More spas will put unique spins on mindfulness. For example, the Spa at Colonial Williamsburg (U.S.) offers unique “story” creation meditation. And The Spa at Mohonk Mountain House’s (New York) weight loss program, “Never Diet Again,” utilizes meditation and visualization—and is designed by resident PhD in Psychology, Nina Smiley, co-author of the popular book, The Three Minute Meditator, which clearly explains the science behind, and the “how-tos,” for mindfulness practices.
Expect more positive psychology and mindfulness “touches” throughout spas. Like Starwood Resorts’ (900 properties globally) signature “Heavenly Spa Massage,” where guests select a Hope, Love or Gratitude Stone, and are then guided to think about these meaningful concepts during the treatment. More spas will have inspiring, positive psychology imagery/ messages peppered throughout facilities. And more will use tools like gratitude journals, or, like Indian Springs Resort & Spa (California), feature “gratitude trees,” where people hang messages about what they’re thankful for.
More fitness centers will launch mindfulness-based training. For instance, forward-thinking Equinox gyms (55+ locations Canada, U.S., U.K.) have unveiled an entire “Conscious Movement” menu, featuring numerous fitness classes and educational workshops specifically focused on mental engagement, breath work and the “quality” of movement.
“By integrating mindfulness with massage, clients will not only reduce stress during the treatment, but by engaging in the ongoing component of mindfulness, they may also experience the benefit of brain changes that enable them to become more resilient in coping with stress on an enduring basis.”
Dr.
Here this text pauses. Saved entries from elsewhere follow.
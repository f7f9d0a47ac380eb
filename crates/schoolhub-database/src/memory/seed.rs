//! Loading seed documents for the memory provider.

use std::collections::{BTreeMap, HashMap};
use std::path::Path;

use serde_json::Value;
use tracing::info;

use schoolhub_core::error::{AppError, ErrorKind};
use schoolhub_core::result::AppResult;
use schoolhub_core::types::Fields;

/// Seed file shape: `{ "<collection>": { "<id>": { ...fields } } }`.
pub type SeedDocuments = HashMap<String, BTreeMap<String, Fields>>;

/// Read and parse a seed file.
pub async fn load_seed_file(path: impl AsRef<Path>) -> AppResult<SeedDocuments> {
    let path = path.as_ref();
    let raw = tokio::fs::read_to_string(path).await.map_err(|e| {
        AppError::with_source(
            ErrorKind::Configuration,
            format!("Failed to read seed file '{}'", path.display()),
            e,
        )
    })?;
    let documents = parse_seed(&raw)?;
    info!(path = %path.display(), collections = documents.len(), "Loaded seed file");
    Ok(documents)
}

/// Parse seed JSON. Collection keys are normalized to carry no leading or
/// trailing separators.
pub fn parse_seed(raw: &str) -> AppResult<SeedDocuments> {
    let parsed: HashMap<String, BTreeMap<String, Value>> = serde_json::from_str(raw)?;

    let mut documents = SeedDocuments::with_capacity(parsed.len());
    for (collection, docs) in parsed {
        let collection = collection.trim_matches('/').to_string();
        let mut entries = BTreeMap::new();
        for (id, value) in docs {
            let Value::Object(fields) = value else {
                return Err(AppError::configuration(format!(
                    "Seed document '/{collection}/{id}' must be a JSON object"
                )));
            };
            entries.insert(id, fields);
        }
        documents.insert(collection, entries);
    }
    Ok(documents)
}
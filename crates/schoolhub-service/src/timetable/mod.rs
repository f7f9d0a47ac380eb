//! Class timetables.

pub mod service;

pub use service::TimetableService;
//! Request context carrying the authenticated user.

use schoolhub_auth::AuthenticatedUser;
use schoolhub_core::types::Document;
use schoolhub_entity::user::{User, UserRole};

/// Context for the current authenticated request.
///
/// Built from the guard's result and passed into service methods so every
/// operation knows who is acting.
#[derive(Debug, Clone)]
pub struct RequestContext {
    /// The authenticated user's id.
    pub user_id: String,
    /// The decoded user.
    pub user: User,
    /// The stored user document, as loaded by the guard.
    pub record: Document,
}

impl RequestContext {
    /// The user's role, if set.
    pub fn role(&self) -> Option<&UserRole> {
        self.user.role.as_ref()
    }

    /// The user's school, if set.
    pub fn school_id(&self) -> Option<&str> {
        self.user.school_id.as_deref()
    }
}

impl From<AuthenticatedUser> for RequestContext {
    fn from(auth: AuthenticatedUser) -> Self {
        Self {
            user_id: auth.user_id,
            user: auth.user,
            record: auth.record,
        }
    }
}
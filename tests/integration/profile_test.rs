//! Profile, password reset, role config and health endpoint tests.

use http::StatusCode;
use serde_json::json;

use schoolhub_entity::role_config::ROLE_CONFIGS_COLLECTION;
use schoolhub_entity::user::USERS_COLLECTION;

use crate::helpers::TestApp;

#[tokio::test]
async fn test_profile_hides_password() {
    let app = TestApp::new();
    app.create_user("u1", "ana@school.test", "welcome1", "student")
        .await;
    let token = app.login("ana@school.test", "welcome1").await;

    let response = app.request("GET", "/profile", None, Some(&token)).await;
    assert_eq!(response.status, StatusCode::OK);
    assert_eq!(response.body["userId"], "u1");
    assert_eq!(response.body["user"]["email"], "ana@school.test");
    assert!(response.body["user"].get("password").is_none());
}

#[tokio::test]
async fn test_reset_password() {
    let app = TestApp::new();
    app.create_user("u1", "ana@school.test", "welcome1", "student")
        .await;
    let token = app.login("ana@school.test", "welcome1").await;

    let response = app
        .request(
            "POST",
            "/reset-password",
            Some(json!({"newPassword": "changed-it"})),
            Some(&token),
        )
        .await;
    assert_eq!(response.status, StatusCode::OK);
    assert_eq!(response.body["userId"], "u1");

    let user = app.document(USERS_COLLECTION, "u1").await.unwrap();
    assert_eq!(user["is_new"], false);

    // The current session survives a reset.
    let response = app.request("GET", "/profile", None, Some(&token)).await;
    assert_eq!(response.status, StatusCode::OK);

    let response = app
        .request(
            "POST",
            "/login",
            Some(json!({"email": "ana@school.test", "password": "welcome1"})),
            None,
        )
        .await;
    assert_eq!(response.status, StatusCode::UNAUTHORIZED);

    app.login("ana@school.test", "changed-it").await;
}

#[tokio::test]
async fn test_reset_password_too_short() {
    let app = TestApp::new();
    app.create_user("u1", "ana@school.test", "welcome1", "student")
        .await;
    let token = app.login("ana@school.test", "welcome1").await;

    let response = app
        .request(
            "POST",
            "/reset-password",
            Some(json!({"newPassword": "abc"})),
            Some(&token),
        )
        .await;
    assert_eq!(response.status, StatusCode::BAD_REQUEST);
}

#[tokio::test]
async fn test_role_config() {
    let app = TestApp::new();
    app.create_user("u1", "ana@school.test", "welcome1", "student")
        .await;
    app.seed(
        ROLE_CONFIGS_COLLECTION,
        "student",
        json!({"menu": ["classes", "timetable"]}),
    )
    .await;
    let token = app.login("ana@school.test", "welcome1").await;

    let response = app
        .request("GET", "/user-role-config", None, Some(&token))
        .await;
    assert_eq!(response.status, StatusCode::OK);
    assert_eq!(
        response.body["role_config"]["menu"],
        json!(["classes", "timetable"])
    );
}

#[tokio::test]
async fn test_role_config_missing() {
    let app = TestApp::new();
    app.create_user("u1", "bo@school.test", "welcome1", "teacher")
        .await;
    let token = app.login("bo@school.test", "welcome1").await;

    let response = app
        .request("GET", "/user-role-config", None, Some(&token))
        .await;
    assert_eq!(response.status, StatusCode::NOT_FOUND);
}

#[tokio::test]
async fn test_health() {
    let app = TestApp::new();

    let response = app.request("GET", "/health", None, None).await;
    assert_eq!(response.status, StatusCode::OK);
    assert_eq!(response.body["status"], "ok");
    assert_eq!(response.body["storage"], true);
}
Daniel Friedland, President-Elect of the American Board of Integrative Holistic Medicine and Founder/CEO of SuperSmartHealth
Spas as “Creativity” Labs
Neuroscience, again, shows that stress is a top threat to the brain’s “innovative thinking” centers, and that mindfulness and meditation can cause powerful gray matter alterations that improve memory, concentration and other cognitive processes. (One University of Pennsylvania study revealed that long-term meditators exhibit significantly higher cerebral blood flow in brain structures.) So, meditation/mindfulness, essentially, can work to create peak performance thinking and creativity conditions.
That’s probably why some of the hottest business executive coaches are suddenly mindfulness experts. Steve Jobs has been a huge force here: when he passed away the world learned of his Zen “Circle Meditation” practice and the impact it had on his innovation, products and success. There are new books like The Zen of Steve Jobs and Zennovation, which argues for “an East-West approach to business success.” And news articles have reported on how places like the Kannon Do Zen Meditation Center, in the heart of Silicon Valley, are attracting many technology execs and entrepreneurs.
So, while spas have typically been imagined as places where one escapes from thinking and “work,” those that offer stressreduction and mindfulness menus could increasingly be re-perceived as places where problem-solving and innovation could get accomplished. And while this remains a mostly unleveraged opportunity (and predictive trend), already more spas like Spa Village Resort Tembok (Bali) are incorporating more creativity programming, and using mindfulness techniques like guided meditation to get the juices flowing.